SOURCE DATA
◆ ◆ ◆ ◆ ◆ ◆ ◆

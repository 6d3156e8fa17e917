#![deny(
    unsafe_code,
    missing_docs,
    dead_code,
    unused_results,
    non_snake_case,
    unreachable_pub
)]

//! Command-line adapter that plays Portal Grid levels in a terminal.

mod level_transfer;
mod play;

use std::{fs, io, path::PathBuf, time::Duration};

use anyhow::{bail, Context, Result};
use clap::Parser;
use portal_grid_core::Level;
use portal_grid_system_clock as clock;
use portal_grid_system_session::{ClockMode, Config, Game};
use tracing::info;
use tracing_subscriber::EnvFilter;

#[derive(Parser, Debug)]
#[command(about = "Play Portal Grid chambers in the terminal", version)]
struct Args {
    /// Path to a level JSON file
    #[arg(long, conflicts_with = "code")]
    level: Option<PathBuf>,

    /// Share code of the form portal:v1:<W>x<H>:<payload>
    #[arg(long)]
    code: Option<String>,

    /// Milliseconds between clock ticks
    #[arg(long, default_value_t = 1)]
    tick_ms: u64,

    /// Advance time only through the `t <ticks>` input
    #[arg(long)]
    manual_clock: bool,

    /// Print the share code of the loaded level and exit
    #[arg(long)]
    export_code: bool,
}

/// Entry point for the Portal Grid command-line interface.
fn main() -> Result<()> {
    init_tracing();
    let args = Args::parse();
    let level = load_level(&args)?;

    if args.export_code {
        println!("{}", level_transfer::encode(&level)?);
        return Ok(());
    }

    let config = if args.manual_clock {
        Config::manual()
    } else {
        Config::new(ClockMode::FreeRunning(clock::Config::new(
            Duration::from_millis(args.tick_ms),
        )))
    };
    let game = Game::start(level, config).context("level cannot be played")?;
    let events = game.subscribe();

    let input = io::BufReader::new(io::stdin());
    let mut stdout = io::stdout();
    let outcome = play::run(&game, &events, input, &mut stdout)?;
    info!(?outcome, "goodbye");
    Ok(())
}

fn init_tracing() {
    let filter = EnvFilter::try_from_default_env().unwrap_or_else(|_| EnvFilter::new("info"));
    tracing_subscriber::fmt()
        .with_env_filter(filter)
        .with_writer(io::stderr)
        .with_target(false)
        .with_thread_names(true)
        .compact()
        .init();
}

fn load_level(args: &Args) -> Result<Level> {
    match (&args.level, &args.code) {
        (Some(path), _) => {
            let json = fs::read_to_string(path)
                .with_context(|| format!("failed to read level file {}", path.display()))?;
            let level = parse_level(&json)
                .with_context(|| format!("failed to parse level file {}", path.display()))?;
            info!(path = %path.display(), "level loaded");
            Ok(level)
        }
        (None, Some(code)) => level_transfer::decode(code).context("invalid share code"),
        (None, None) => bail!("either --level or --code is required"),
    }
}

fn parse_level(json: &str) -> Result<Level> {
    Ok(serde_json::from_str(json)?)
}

◆ ◆ ◆ ◆ ◆ ◆ ◆

WORK ORDER
The reply should hold only the lines from the top of the records through the line that has "use clap::Parser;", each one exact.

EXERCISE RESULT
repository 6d3156e8fa17e917
#![deny(
    unsafe_code,
    missing_docs,
    dead_code,
    unused_results,
    non_snake_case,
    unreachable_pub
)]

//! Command-line adapter that plays Portal Grid levels in a terminal.

mod level_transfer;
mod play;

use std::{fs, io, path::PathBuf, time::Duration};

use anyhow::{bail, Context, Result};
use clap::Parser;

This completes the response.